→ **Task brief**: Filter the data for lines with the word "Sync" and copy those lines.

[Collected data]
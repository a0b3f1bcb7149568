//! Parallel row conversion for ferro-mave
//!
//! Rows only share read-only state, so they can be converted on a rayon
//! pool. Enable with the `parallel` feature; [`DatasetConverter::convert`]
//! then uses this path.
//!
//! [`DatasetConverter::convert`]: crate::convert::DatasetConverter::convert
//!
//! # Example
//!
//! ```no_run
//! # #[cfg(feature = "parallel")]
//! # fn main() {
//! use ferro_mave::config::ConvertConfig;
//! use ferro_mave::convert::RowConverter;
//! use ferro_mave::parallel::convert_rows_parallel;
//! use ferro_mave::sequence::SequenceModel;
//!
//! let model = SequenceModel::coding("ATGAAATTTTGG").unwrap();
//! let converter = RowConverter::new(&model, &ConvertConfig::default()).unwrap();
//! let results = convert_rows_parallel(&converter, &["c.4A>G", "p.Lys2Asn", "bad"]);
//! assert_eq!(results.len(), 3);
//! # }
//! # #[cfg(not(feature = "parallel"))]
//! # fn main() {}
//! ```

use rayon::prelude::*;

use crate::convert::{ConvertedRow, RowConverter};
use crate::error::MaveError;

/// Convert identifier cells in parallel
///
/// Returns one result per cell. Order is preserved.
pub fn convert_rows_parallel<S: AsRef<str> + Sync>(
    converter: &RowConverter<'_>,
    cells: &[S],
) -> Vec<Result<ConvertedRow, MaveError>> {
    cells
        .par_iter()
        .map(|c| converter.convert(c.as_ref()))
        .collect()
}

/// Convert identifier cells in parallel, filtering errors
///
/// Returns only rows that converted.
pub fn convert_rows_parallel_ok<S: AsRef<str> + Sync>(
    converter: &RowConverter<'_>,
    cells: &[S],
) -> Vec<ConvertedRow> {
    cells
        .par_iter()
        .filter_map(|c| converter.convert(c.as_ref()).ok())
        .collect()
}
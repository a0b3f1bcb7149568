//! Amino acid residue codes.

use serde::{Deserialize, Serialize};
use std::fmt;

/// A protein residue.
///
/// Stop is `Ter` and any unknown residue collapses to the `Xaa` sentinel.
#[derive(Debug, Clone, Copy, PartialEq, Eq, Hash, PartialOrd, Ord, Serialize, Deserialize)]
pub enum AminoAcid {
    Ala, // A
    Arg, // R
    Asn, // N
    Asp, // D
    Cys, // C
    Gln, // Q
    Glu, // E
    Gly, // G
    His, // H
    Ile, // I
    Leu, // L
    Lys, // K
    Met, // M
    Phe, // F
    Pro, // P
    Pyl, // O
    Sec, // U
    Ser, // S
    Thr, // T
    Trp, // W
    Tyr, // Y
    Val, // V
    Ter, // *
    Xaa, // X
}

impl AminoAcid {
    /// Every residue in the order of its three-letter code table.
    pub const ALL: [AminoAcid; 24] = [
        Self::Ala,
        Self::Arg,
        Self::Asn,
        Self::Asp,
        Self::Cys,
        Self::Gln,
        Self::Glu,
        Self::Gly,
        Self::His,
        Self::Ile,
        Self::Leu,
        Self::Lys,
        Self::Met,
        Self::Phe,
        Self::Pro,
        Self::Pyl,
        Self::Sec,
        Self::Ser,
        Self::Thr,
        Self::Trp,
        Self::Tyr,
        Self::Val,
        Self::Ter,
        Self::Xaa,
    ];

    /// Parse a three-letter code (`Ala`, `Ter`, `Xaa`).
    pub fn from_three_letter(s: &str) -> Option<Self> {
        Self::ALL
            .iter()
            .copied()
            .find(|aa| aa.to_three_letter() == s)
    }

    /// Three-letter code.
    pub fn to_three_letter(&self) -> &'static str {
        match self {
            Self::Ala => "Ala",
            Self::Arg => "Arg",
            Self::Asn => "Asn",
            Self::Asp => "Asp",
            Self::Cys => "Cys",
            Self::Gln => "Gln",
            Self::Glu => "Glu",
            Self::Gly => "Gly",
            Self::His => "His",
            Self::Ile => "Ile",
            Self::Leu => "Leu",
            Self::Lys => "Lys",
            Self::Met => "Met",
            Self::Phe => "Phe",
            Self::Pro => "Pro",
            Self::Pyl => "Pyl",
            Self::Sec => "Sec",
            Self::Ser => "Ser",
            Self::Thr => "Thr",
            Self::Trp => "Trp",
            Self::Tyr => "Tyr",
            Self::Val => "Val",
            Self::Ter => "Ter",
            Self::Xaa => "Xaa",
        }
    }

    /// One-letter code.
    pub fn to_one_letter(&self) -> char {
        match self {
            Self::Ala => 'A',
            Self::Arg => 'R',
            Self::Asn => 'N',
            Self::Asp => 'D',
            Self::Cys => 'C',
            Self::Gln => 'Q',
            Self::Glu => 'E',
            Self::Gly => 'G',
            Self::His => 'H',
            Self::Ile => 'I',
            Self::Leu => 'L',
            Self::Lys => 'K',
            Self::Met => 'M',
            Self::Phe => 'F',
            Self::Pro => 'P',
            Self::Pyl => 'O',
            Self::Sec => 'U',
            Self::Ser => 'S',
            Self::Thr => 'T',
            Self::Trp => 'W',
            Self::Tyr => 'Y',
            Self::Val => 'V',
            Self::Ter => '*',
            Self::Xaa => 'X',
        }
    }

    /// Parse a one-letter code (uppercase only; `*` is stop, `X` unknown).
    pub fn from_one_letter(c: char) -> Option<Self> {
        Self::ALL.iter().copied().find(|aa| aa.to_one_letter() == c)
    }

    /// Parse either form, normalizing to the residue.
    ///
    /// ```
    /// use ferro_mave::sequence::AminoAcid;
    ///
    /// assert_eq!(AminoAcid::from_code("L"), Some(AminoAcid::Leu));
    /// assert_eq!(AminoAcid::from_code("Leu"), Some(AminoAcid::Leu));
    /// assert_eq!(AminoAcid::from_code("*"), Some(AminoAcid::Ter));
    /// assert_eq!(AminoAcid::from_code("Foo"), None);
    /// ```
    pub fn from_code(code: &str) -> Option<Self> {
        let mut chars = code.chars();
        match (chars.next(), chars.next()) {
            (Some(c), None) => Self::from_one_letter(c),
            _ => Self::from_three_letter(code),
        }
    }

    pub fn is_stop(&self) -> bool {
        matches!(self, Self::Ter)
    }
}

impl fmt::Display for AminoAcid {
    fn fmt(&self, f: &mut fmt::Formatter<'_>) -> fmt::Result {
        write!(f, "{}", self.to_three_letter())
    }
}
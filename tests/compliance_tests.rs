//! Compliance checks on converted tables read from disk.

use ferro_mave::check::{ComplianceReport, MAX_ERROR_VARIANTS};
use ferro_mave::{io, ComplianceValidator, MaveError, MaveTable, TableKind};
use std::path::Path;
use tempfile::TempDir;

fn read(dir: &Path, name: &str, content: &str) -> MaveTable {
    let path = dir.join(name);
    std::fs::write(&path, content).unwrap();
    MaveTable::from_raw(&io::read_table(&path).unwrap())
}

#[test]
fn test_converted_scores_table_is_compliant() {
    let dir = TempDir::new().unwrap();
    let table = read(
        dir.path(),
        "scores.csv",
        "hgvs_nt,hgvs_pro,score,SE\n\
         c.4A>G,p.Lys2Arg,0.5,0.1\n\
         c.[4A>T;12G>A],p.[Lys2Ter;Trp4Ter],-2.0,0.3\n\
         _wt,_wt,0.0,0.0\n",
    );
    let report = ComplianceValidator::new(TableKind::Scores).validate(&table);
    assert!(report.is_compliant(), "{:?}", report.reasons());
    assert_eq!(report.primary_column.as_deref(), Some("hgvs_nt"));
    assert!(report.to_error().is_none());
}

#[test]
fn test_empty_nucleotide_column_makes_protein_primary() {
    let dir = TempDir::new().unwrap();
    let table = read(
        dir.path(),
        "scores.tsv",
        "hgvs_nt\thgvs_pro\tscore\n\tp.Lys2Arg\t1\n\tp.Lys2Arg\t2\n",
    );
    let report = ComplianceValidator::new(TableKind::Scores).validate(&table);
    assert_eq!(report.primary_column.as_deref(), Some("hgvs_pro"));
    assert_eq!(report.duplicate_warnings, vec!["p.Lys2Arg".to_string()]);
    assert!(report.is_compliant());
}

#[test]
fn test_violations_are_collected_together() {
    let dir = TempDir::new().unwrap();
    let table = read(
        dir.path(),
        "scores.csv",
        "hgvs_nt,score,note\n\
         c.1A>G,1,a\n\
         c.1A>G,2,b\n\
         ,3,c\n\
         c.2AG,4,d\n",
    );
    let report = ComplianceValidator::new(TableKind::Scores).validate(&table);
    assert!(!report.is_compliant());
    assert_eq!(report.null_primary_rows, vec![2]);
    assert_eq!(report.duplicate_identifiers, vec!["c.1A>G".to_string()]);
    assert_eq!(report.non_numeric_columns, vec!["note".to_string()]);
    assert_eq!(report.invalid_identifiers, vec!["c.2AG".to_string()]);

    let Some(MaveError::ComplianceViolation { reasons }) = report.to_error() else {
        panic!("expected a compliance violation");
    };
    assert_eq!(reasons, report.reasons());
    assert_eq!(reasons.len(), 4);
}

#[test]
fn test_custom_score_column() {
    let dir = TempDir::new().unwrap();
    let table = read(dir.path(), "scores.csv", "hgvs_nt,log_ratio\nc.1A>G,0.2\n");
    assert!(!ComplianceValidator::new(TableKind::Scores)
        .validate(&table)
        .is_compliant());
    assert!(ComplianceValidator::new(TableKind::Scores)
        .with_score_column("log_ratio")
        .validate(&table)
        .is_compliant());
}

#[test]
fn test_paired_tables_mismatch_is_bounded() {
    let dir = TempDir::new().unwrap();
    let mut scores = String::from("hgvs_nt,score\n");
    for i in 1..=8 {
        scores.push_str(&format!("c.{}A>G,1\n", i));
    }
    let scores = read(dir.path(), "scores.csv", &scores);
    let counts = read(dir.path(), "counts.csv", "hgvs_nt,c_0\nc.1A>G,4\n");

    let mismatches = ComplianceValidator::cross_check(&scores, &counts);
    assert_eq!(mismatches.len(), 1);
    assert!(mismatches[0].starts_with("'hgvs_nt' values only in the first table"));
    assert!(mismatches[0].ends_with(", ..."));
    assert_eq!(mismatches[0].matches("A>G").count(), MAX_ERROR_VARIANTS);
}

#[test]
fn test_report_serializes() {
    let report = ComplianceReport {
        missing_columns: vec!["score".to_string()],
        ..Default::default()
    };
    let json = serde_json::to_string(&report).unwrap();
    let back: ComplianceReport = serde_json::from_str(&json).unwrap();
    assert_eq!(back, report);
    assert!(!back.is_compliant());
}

→ **Finished exercise**:
pub fn convert_rows_parallel<S: AsRef<str> + Sync>(
pub fn convert_rows_parallel_ok<S: AsRef<str> + Sync>(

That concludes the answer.